飲食店の秘伝のタレなどをおまけとして同梱して、毎回おまけがランダムに変わりますとすれば興味を持ってリピートしてくれるかもしれません。ポイントやクーポンを発行してユーザの再度の購入意欲を高めることも一案です。
成功事例
飲食店でECサイトにビジネスを展開した事例をご紹介します。
フレッシュつばめ便
株式会社つばめが運営している「つばめグリル」のオンラインショップです。
2021年1月16日にオープンしましたが、生産のキャパシティを超える注文が入り一時オーダストップするほどの人気となっています。レストランと同様に保存料、化学調味料を一切使用せずに国産の食材で調理したものを即冷凍して、フレッシュな状態で食べて頂くために迅速にユーザに届けて、あえて賞味期限を1ヶ月半と設定しているというもの。
人気の「つばめグリル」のメニューが美味しさそのままに自宅で食べられるのが人気になっているのでしょう。
URL:https://tsubamegrill.myshopify.com/
車街酒場WAO!
焼き鳥居酒屋「車街酒場WAO!」が立ち上げたECサイトです。「じっくり煮込んだスペアリブ」のみの販売を行っています。スペアリブの販売をECサイトで行うに当たって、管轄の保健所に相談すると、惣菜製造業の許可が必要だったが、一つの営業所に複数の営業許可を与えることは出来ないという回答だったそうです。

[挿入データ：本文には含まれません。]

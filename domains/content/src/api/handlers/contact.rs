//! Contact form handlers
//!
//! The message is stored first, then forwarded to the club inbox. Storage
//! stays pure; talking to the email service is this layer's job.

use axum::{
    extract::State,
    response::{IntoResponse, Json},
};
use serde::Deserialize;
use validator::Validate;

use longbow_auth::AdminUser;
use longbow_common::{ApiBody, Error, Result, ValidatedJson};

use crate::api::middleware::ContentState;
use crate::domain::entities::ContactMessage;

#[derive(Debug, Deserialize, Validate)]
pub struct ContactRequest {
    #[validate(email)]
    pub email: String,

    #[validate(length(min = 1, max = 100))]
    pub first_name: String,

    #[validate(length(min = 1, max = 100))]
    pub last_name: String,

    #[validate(length(min = 1, max = 5000))]
    pub message: String,

    #[validate(length(min = 1, max = 30))]
    pub phone_number: String,
}

/// POST /v1/contact
pub async fn send_contact_message(
    State(state): State<ContentState>,
    ValidatedJson(payload): ValidatedJson<ContactRequest>,
) -> Result<impl IntoResponse> {
    let message = ContactMessage::new(
        payload.email,
        payload.first_name,
        payload.last_name,
        payload.message,
        payload.phone_number,
    )?;

    let stored = state.repos.contact_messages.create(&message).await?;

    state
        .email
        .send_contact_notification(
            &stored.first_name,
            &stored.last_name,
            &stored.email,
            &stored.phone_number,
            &stored.message,
        )
        .await
        .map_err(|e| Error::Internal(e.to_string()))?;

    Ok(Json(ApiBody::message("Message sent successfully.")))
}

/// GET /v1/contact (admin)
pub async fn list_contact_messages(
    AdminUser(_session): AdminUser,
    State(state): State<ContentState>,
) -> Result<impl IntoResponse> {
    let messages = state.repos.contact_messages.list_all().await?;
    Ok(Json(ApiBody::with_data("Contact messages found.", messages)))
}
//! Shared utilities, configuration, and error handling for Longbow
//!
//! This crate provides common functionality used across the Longbow application:
//! - Configuration management following 12-factor principles
//! - Error types and handling
//! - The `{error, message, data}` response envelope
//! - Password hashing utilities

pub mod config;
pub mod crypto;
pub mod db;
pub mod error;
pub mod extractors;
pub mod response;
pub mod state;

pub use config::Config;
pub use crypto::{hash_password, verify_password};
pub use db::RepositoryError;
pub use error::{Error, Result};
pub use extractors::{Pagination, ValidatedJson};
pub use response::ApiBody;
pub use state::StateError;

打開策として近くのそうざい製造業の許可を持つ精肉店に交渉してスペアリブを製造してもらうことにして解決したとのことです。新型コロナが発生した直後でも、一日に十数個の売上を上げたようです。
URL:https://waotoyota.thebase.in/
Bistro Plein
株式会社PLEINが運営しているフレンチビストロ「Bistro plein」のオンラインショップです。
新型コロナで店舗の売上げに影響が出てきた2020年3月からオンラインショップの準備を始め、緊急事態宣言下の2020年4月26日にオープンしています。精肉業者と業務提携して店舗の人気メニューをオンラインショップで販売しています。
キッシュを10日間で1500個販売したようです。
URL:https://bistroplein.official.ec/
まとめ
飲食店がECサイトをオープンすることは新型コロナの影響を回避するための打ち手の一つですが、リソースの有効活用と売上拡大を図るという前向きの部分があることを認識する必要があります。国民の健康を守るため、日本の食品衛生法は厳格に定められています。保健所から許認可がおりないという場合もありますが、オーナーの方は他の店舗と提携をして乗り切ったりして工夫されています。そういった、創意工夫をすることによって新たなビジネスチャンスを手にしている飲食店があることも事実です。今回の記事を参考にして、飲食店のEC化を目指してください。